I could feel Zack trying to turn around in the pack to continue watching our society collapse.
“Don’t worry. You’ll never have one of those,” I told him.
“Binky,” he replied, still proud of himself for pulling off the coup of keeping his pacifier after his nap. We normally make him leave his binkies in his crib, but on this day, he was feeling sick, and I was feeling soft.
A few minutes later, I stopped to chat with a neighbor in his driveway.
“Ha, boggy,” Zack said, offering garbled salutations to the neighbor’s dog.
“We’re still working on getting rid of the binky,” I explained.
“When our kids were that age, we waited ‘til Christmas, then told them that Santa took their binkies. Nobody can be mad at Santa,” he told me.
At first blush, this seemed like a genius idea. You could painlessly remove your kid’s most cherished, speech-impeding possession without incurring any negative consequences, all through the simple power of lying to your children.
As I thought more about it, though, I didn’t really want our kids to grow up worrying about a magic elf stealing their stuff while they slept.
“Lock it down! Santa’s coming!” they’d scream, running around with bike locks on Christmas Eve, chaining their stuffed animals to the fridge.
Just as I began to formulate a response, a faint buzzing sound began to grow louder.
“BUZZZZZZ,” said the childhood-crushing machine as it rounded the corner, carrying its bored occupant zipping past us again. The device he was riding, as I’ve learned from subsequent web queries (Googling “end of the world, causes”), was a seated electric scooter, the “perfect device for teens or adults wanting to run errands or zip around the neighborhood, or have their souls extracted.” I’m paraphrasing, of course.
He appeared to be doing laps around the neighborhood, suggesting that riding that scooter was a form of recreation, though his expression said “thirty-three minutes into an algebra lecture.”

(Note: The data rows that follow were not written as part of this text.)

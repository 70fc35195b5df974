//! Validation of request payloads
//!
//! Each entity exposes an explicit `from_json` constructor that reads its
//! fields through a [`FieldReader`]. The reader records one or more messages
//! per offending field, so a single response lists every problem at once.

pub mod validators;

use rust_decimal::Decimal;
use serde::Serialize;
use serde_json::{Map, Value};
use std::collections::BTreeMap;
use std::fmt;
use std::str::FromStr;

/// Key used for errors that are not tied to a single field
pub const NON_FIELD_ERRORS: &str = "non_field_errors";

/// Field name to list of messages
#[derive(Debug, Clone, Default, PartialEq, Eq, Serialize)]
#[serde(transparent)]
pub struct FieldErrors(BTreeMap<String, Vec<String>>);

impl FieldErrors {
    pub fn new() -> Self {
        Self::default()
    }

    /// Errors holding a single message for one field
    pub fn single(field: impl Into<String>, message: impl Into<String>) -> Self {
        let mut errors = Self::new();
        errors.add(field, message);
        errors
    }

    /// Errors holding a single message not tied to any field
    pub fn non_field(message: impl Into<String>) -> Self {
        Self::single(NON_FIELD_ERRORS, message)
    }

    pub fn add(&mut self, field: impl Into<String>, message: impl Into<String>) {
        self.0.entry(field.into()).or_default().push(message.into());
    }

    pub fn is_empty(&self) -> bool {
        self.0.is_empty()
    }

    /// Number of offending fields
    pub fn len(&self) -> usize {
        self.0.len()
    }

    pub fn contains(&self, field: &str) -> bool {
        self.0.contains_key(field)
    }

    pub fn get(&self, field: &str) -> Option<&[String]> {
        self.0.get(field).map(Vec::as_slice)
    }

    pub fn fields(&self) -> impl Iterator<Item = &str> {
        self.0.keys().map(String::as_str)
    }
}

impl fmt::Display for FieldErrors {
    fn fmt(&self, f: &mut fmt::Formatter<'_>) -> fmt::Result {
        let fields: Vec<&str> = self.fields().collect();
        write!(f, "Validation failed for: {}", fields.join(", "))
    }
}

impl std::error::Error for FieldErrors {}

/// Reads typed fields out of a JSON object body, collecting errors as it goes.
///
/// Every read method returns `None` exactly when it recorded an error, so a
/// caller holding `Some` for every field knows the payload was valid.
pub struct FieldReader<'a> {
    body: &'a Map<String, Value>,
    errors: FieldErrors,
}

impl<'a> FieldReader<'a> {
    /// Start reading a request body; anything but a JSON object is rejected
    pub fn new(body: &'a Value) -> Result<Self, FieldErrors> {
        match body {
            Value::Object(map) => Ok(Self {
                body: map,
                errors: FieldErrors::new(),
            }),
            other => Err(FieldErrors::non_field(format!(
                "Invalid data. Expected a dictionary, but got {}.",
                json_type_name(other)
            ))),
        }
    }

    /// Look up a required field, recording missing/null errors
    fn present(&mut self, field: &str) -> Option<&'a Value> {
        match self.body.get(field) {
            None => {
                self.errors.add(field, validators::REQUIRED);
                None
            }
            Some(Value::Null) => {
                self.errors.add(field, validators::NOT_NULL);
                None
            }
            Some(value) => Some(value),
        }
    }

    fn check<T>(&mut self, field: &str, result: Result<T, String>) -> Option<T> {
        result.map_err(|message| self.errors.add(field, message)).ok()
    }

    /// Required text field
    pub fn text(&mut self, field: &str, max_chars: Option<usize>) -> Option<String> {
        let value = self.present(field)?;
        self.check(field, validators::text(value, max_chars))
    }

    /// Required integer field
    pub fn integer(&mut self, field: &str) -> Option<i64> {
        let value = self.present(field)?;
        self.check(field, validators::integer(value))
    }

    /// Required fixed-point field
    pub fn decimal(&mut self, field: &str, max_digits: u32, decimal_places: u32) -> Option<Decimal> {
        let value = self.present(field)?;
        self.check(field, validators::decimal(value, max_digits, decimal_places))
    }

    /// Required enumerated field
    pub fn choice<T: FromStr>(&mut self, field: &str, choices: &[&str]) -> Option<T> {
        let value = self.present(field)?;
        self.check(field, validators::choice(value, choices))
    }

    /// Required primary-key reference; falsy values count as missing
    pub fn primary_key(&mut self, field: &str) -> Option<i64> {
        match self.body.get(field) {
            Some(value) if validators::is_truthy(value) => {
                self.check(field, validators::primary_key(value))
            }
            _ => {
                self.errors.add(field, validators::REQUIRED);
                None
            }
        }
    }

    /// Give back the collected errors
    pub fn into_errors(self) -> FieldErrors {
        self.errors
    }
}

/// Type name of a JSON value as reported in error messages
pub fn json_type_name(value: &Value) -> &'static str {
    match value {
        Value::Null => "null",
        Value::Bool(_) => "bool",
        Value::Number(_) => "number",
        Value::String(_) => "str",
        Value::Array(_) => "list",
        Value::Object(_) => "dict",
    }
}

#[cfg(test)]
mod tests {
    use super::*;
    use serde_json::json;

    #[test]
    fn test_reader_rejects_non_object_body() {
        let body = json!([1, 2, 3]);
        let errors = FieldReader::new(&body).err().unwrap();
        assert!(errors.contains(NON_FIELD_ERRORS));
    }

    #[test]
    fn test_reader_reports_every_missing_field() {
        let body = json!({});
        let mut reader = FieldReader::new(&body).unwrap();
        assert!(reader.text("driver", None).is_none());
        assert!(reader.integer("delegation_starting").is_none());

        let errors = reader.into_errors();
        assert_eq!(errors.len(), 2);
        assert_eq!(errors.get("driver").unwrap(), [validators::REQUIRED]);
    }

    #[test]
    fn test_reader_null_is_not_missing() {
        let body = json!({"driver": null});
        let mut reader = FieldReader::new(&body).unwrap();
        assert!(reader.text("driver", None).is_none());
        assert_eq!(
            reader.into_errors().get("driver").unwrap(),
            [validators::NOT_NULL]
        );
    }

    #[test]
    fn test_reader_clean_when_all_present() {
        let body = json!({"driver": "Bela", "delegation_starting": 0});
        let mut reader = FieldReader::new(&body).unwrap();
        assert_eq!(reader.text("driver", None).as_deref(), Some("Bela"));
        assert_eq!(reader.integer("delegation_starting"), Some(0));
        assert!(reader.into_errors().is_empty());
    }

    #[test]
    fn test_reader_primary_key_falsy_counts_as_missing() {
        for body in [json!({}), json!({"partner": 0}), json!({"partner": ""}), json!({"partner": null})] {
            let mut reader = FieldReader::new(&body).unwrap();
            assert!(reader.primary_key("partner").is_none());
            assert_eq!(
                reader.into_errors().get("partner").unwrap(),
                [validators::REQUIRED]
            );
        }
    }

    #[test]
    fn test_field_errors_serialize_as_map() {
        let mut errors = FieldErrors::new();
        errors.add("name", "This field is required.");
        errors.add("name", "Second message.");

        assert_eq!(
            serde_json::to_value(&errors).unwrap(),
            json!({"name": ["This field is required.", "Second message."]})
        );
    }
}
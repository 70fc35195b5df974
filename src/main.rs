use clap::Parser;
use roadrecord::auth::SessionStore;
use roadrecord::config::{AppConfig, Args};
use roadrecord::server::ServerBuilder;
use roadrecord::storage::InMemoryRecordStore;
use roadrecord::telemetry;

#[tokio::main]
async fn main() -> anyhow::Result<()> {
    let args = Args::parse();
    let config = AppConfig::load(&args)?;

    // Hashing the configured passwords is part of validation
    let sessions = SessionStore::from_config(&config.auth)?;

    if args.validate {
        println!("Configuration is valid.");
        return Ok(());
    }

    telemetry::init_tracing(&config.log_level)?;
    tracing::debug!(?args, "starting");

    if config.auth.users.is_empty() {
        tracing::warn!("no users configured; every entity route will answer 403");
    }

    ServerBuilder::new()
        .with_store(InMemoryRecordStore::new())
        .with_sessions(sessions)
        .serve(&config.bind_address())
        .await
}
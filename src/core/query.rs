//! Query parameters accepted by the list and detail endpoints

use crate::core::projection::ProjectionMode;
use serde::Deserialize;

/// Query parameters for list/detail routes
///
/// # Example
/// ```text
/// GET /auto/?query=nested      -> nested projection
/// GET /auto/?query=flat        -> flat projection
/// GET /auto/                   -> flat projection
/// ```
#[derive(Debug, Clone, Deserialize, Default)]
#[serde(default)]
pub struct ProjectionQuery {
    /// Raw projection selector; only `"nested"` has a meaning
    pub query: Option<String>,
}

impl ProjectionQuery {
    /// Resolve the projection mode for this request
    pub fn mode(&self) -> ProjectionMode {
        ProjectionMode::from_query(self.query.as_deref())
    }
}

#[cfg(test)]
mod tests {
    use super::*;

    #[test]
    fn test_missing_query_is_flat() {
        assert_eq!(ProjectionQuery::default().mode(), ProjectionMode::Flat);
    }

    #[test]
    fn test_nested_query() {
        let query = ProjectionQuery {
            query: Some("nested".to_string()),
        };
        assert_eq!(query.mode(), ProjectionMode::Nested);
    }

    #[test]
    fn test_unknown_query_is_flat() {
        let query = ProjectionQuery {
            query: Some("NOt nested".to_string()),
        };
        assert_eq!(query.mode(), ProjectionMode::Flat);
    }
}
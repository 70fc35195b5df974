//! Entity descriptor for Auto

use super::handlers::{assign_partner, create_auto, delete_auto, get_auto, list_autos};
use crate::server::{AppState, EntityDescriptor};
use axum::Router;
use axum::routing::get;

/// Descriptor for the Auto entity
pub struct AutoDescriptor;

impl EntityDescriptor for AutoDescriptor {
    fn entity_type(&self) -> &str {
        "auto"
    }

    fn build_routes(&self) -> Router<AppState> {
        Router::new()
            .route(&self.collection_path(), get(list_autos).post(create_auto))
            .route(
                &self.detail_path(),
                get(get_auto).delete(delete_auto).post(assign_partner),
            )
    }
}
//! Login and logout endpoints

use super::{SessionStore, token_from_headers};
use crate::core::error::{RecordError, Result};
use axum::body::Bytes;
use axum::extract::{FromRef, State};
use axum::http::HeaderMap;
use axum::response::Json;
use axum::routing::post;
use axum::Router;
use serde_json::{Value, json};

/// Routes for `/login/` and `/logout/`
pub fn routes<S>() -> Router<S>
where
    S: Clone + Send + Sync + 'static,
    SessionStore: FromRef<S>,
{
    Router::new()
        .route("/login/", post(login))
        .route("/logout/", post(logout))
}

/// Exchange `{"username", "password"}` for `{"key": token}`
///
/// Any body that does not carry both credentials as strings is treated as
/// invalid credentials.
pub async fn login(State(sessions): State<SessionStore>, body: Bytes) -> Result<Json<Value>> {
    let payload: Value = serde_json::from_slice(&body).unwrap_or(Value::Null);

    let (Some(username), Some(password)) = (
        payload.get("username").and_then(Value::as_str),
        payload.get("password").and_then(Value::as_str),
    ) else {
        return Err(RecordError::InvalidCredentials);
    };

    // Argon2 verification is CPU-bound
    let (username, password) = (username.to_string(), password.to_string());
    let key = tokio::task::spawn_blocking(move || sessions.login(&username, &password))
        .await
        .map_err(|e| RecordError::Internal(format!("login task failed: {e}")))??;

    Ok(Json(json!({ "key": key })))
}

/// Revoke the presented token, if any; always succeeds
pub async fn logout(State(sessions): State<SessionStore>, headers: HeaderMap) -> Json<Value> {
    if let Some(token) = token_from_headers(&headers) {
        if let Err(e) = sessions.logout(token) {
            tracing::warn!(error = %e, "failed to revoke session");
        }
    }

    Json(json!({ "detail": "Successfully logged out." }))
}
//! Store trait for vehicles, partners and their assignments

use crate::core::entity::RecordId;
use crate::core::error::Result;
use crate::entities::assignment::Assignment;
use crate::entities::auto::{Auto, NewAuto};
use crate::entities::partner::{NewPartner, Partner};
use async_trait::async_trait;

/// Persistence for the three record kinds.
///
/// Lookups are scoped to active records unless a method says otherwise.
/// Implementations are the sole arbiter of concurrent writes; no locking
/// happens above this layer.
#[async_trait]
pub trait RecordStore: Send + Sync {
    /// Create a vehicle from validated input
    async fn create_auto(&self, auto: NewAuto) -> Result<Auto>;

    /// Create a partner from validated input
    async fn create_partner(&self, partner: NewPartner) -> Result<Partner>;

    /// Active vehicles in creation order
    async fn list_autos(&self) -> Result<Vec<Auto>>;

    /// Active partners in creation order
    async fn list_partners(&self) -> Result<Vec<Partner>>;

    /// Get an active vehicle, `NotFound` otherwise
    async fn get_auto(&self, id: RecordId) -> Result<Auto>;

    /// Get an active partner, `NotFound` otherwise
    async fn get_partner(&self, id: RecordId) -> Result<Partner>;

    /// Soft-delete an active vehicle.
    ///
    /// A second call on the same id fails with `NotFound`.
    async fn soft_delete_auto(&self, id: RecordId) -> Result<()>;

    /// Soft-delete an active partner.
    ///
    /// A second call on the same id fails with `NotFound`.
    async fn soft_delete_partner(&self, id: RecordId) -> Result<()>;

    /// Assign a partner to a vehicle.
    ///
    /// - `NotFound` when the vehicle is not active
    /// - `Validation` when no partner row has that id (active or not)
    /// - `Validation` when the pair already exists, soft-deleted rows included
    async fn create_assignment(&self, auto_id: RecordId, partner_id: RecordId)
    -> Result<Assignment>;

    /// Partners assigned to a vehicle, in assignment order, regardless of state
    async fn partners_of(&self, auto_id: RecordId) -> Result<Vec<Partner>>;

    /// Vehicles assigned to a partner, in assignment order, regardless of state
    async fn autos_of(&self, partner_id: RecordId) -> Result<Vec<Auto>>;

    /// Number of vehicle rows, soft-deleted ones included
    async fn count_autos(&self) -> Result<usize>;

    /// Number of partner rows, soft-deleted ones included
    async fn count_partners(&self) -> Result<usize>;

    /// Hard-delete a vehicle (any state) and cascade to its assignments
    async fn purge_auto(&self, id: RecordId) -> Result<()>;

    /// Hard-delete a partner (any state) and cascade to its assignments
    async fn purge_partner(&self, id: RecordId) -> Result<()>;
}
#[cfg(test)]
mod tests {
    use super::*;

    fn f32_desc(name: &'static str, default: f32, min: f32, max: f32) -> TunableDesc {
        TunableDesc {
            name,
            group: "test",
            default: TunableValue::F32(default),
            min: Some(TunableValue::F32(min)),
            max: Some(TunableValue::F32(max)),
            persistent: true,
        }
    }

    #[test]
    fn kind_mismatch_is_rejected() {
        let store = TunableStore::new(None, 1);
        store.register(f32_desc("a.gain", 0.5, 0.0, 1.0)).unwrap();
        let err = store.set("a.gain", TunableValue::Bool(true)).unwrap_err();
        assert_eq!(err.code(), "TypeMismatch");
    }

    #[test]
    fn out_of_range_is_rejected_one_ulp_above_max() {
        let store = TunableStore::new(None, 1);
        store.register(f32_desc("a.gain", 0.5, 0.0, 1.0)).unwrap();
        let above = f32::from_bits(1.0f32.to_bits() + 1);
        let err = store.set("a.gain", TunableValue::F32(above)).unwrap_err();
        assert_eq!(err.code(), "OutOfRange");
        assert!(store.set("a.gain", TunableValue::F32(1.0)).is_ok());
    }

    #[test]
    fn set_same_value_does_not_dirty() {
        let store = TunableStore::new(None, 1);
        store.register(f32_desc("a.gain", 0.5, 0.0, 1.0)).unwrap();
        store.set("a.gain", TunableValue::F32(0.5)).unwrap();
        assert!(!store.is_dirty());
        store.set("a.gain", TunableValue::F32(0.7)).unwrap();
        assert!(store.is_dirty());
    }

    #[test]
    fn enumeration_is_insertion_order() {
        let store = TunableStore::new(None, 1);
        store.register(f32_desc("z.last", 0.0, 0.0, 1.0)).unwrap();
        store.register(f32_desc("a.first", 0.0, 0.0, 1.0)).unwrap();
        let names: Vec<_> = store.enumerate().iter().map(|(d, _)| d.name).collect();
        assert_eq!(names, vec!["z.last", "a.first"]);
    }

    #[test]
    fn persist_roundtrip_survives_reboot() {
        let dir = tempfile::tempdir().unwrap();
        let path = dir.path().join("tunables.bin");

        let store = TunableStore::new(Some(path.clone()), 3);
        store.register(f32_desc("a.gain", 0.5, 0.0, 1.0)).unwrap();
        store.set("a.gain", TunableValue::F32(0.25)).unwrap();
        store.flush_now();

        // Simulated reboot: fresh store, same descriptors.
        let reborn = TunableStore::new(Some(path), 3);
        reborn.register(f32_desc("a.gain", 0.5, 0.0, 1.0)).unwrap();
        reborn.load();
        assert_eq!(reborn.get::<f32>("a.gain"), Some(0.25));
        assert!(!reborn.is_dirty());
    }

    #[test]
    fn kind_change_across_epochs_discards_record() {
        let dir = tempfile::tempdir().unwrap();
        let path = dir.path().join("tunables.bin");

        let store = TunableStore::new(Some(path.clone()), 1);
        store.register(f32_desc("a.mode", 0.0, 0.0, 4.0)).unwrap();
        store.set("a.mode", TunableValue::F32(2.0)).unwrap();
        store.flush_now();

        // Next firmware: same name, kind changed to u8.
        let reborn = TunableStore::new(Some(path), 2);
        reborn
            .register(TunableDesc {
                name: "a.mode",
                group: "test",
                default: TunableValue::U8(1),
                min: Some(TunableValue::U8(0)),
                max: Some(TunableValue::U8(4)),
                persistent: true,
            })
            .unwrap();
        reborn.load();
        // Record discarded with a warning, default preserved.
        assert_eq!(reborn.get::<u8>("a.mode"), Some(1));
    }

    #[test]
    fn debounce_holds_back_flush() {
        let dir = tempfile::tempdir().unwrap();
        let path = dir.path().join("tunables.bin");
        let store = TunableStore::new(Some(path.clone()), 1);
        store.register(f32_desc("a.gain", 0.5, 0.0, 1.0)).unwrap();
        store.set("a.gain", TunableValue::F32(0.9)).unwrap();
        store.flush_if_due(Duration::from_secs(3600));
        assert!(!path.exists());
        store.flush_if_due(Duration::ZERO);
        assert!(path.exists());
    }
}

I must have reacted so negatively to that device because some of my fondest memories from childhood involve riding bikes with the neighborhood kids. We’d accidentally ride our bikes into pricker bushes, or walk them up steep hills, slumped over, wheezing, or sometimes we’d fall off and break our arms. That’s how we liked it.
Like the kid on the scooter, we weren’t going anywhere, either, but we had fun getting there. Finding new ways to add indolence to our kids’ routines just seems backwards.
Anyway, if I were that kid’s dad, after Christmas, there’d be one less scooter in the garage.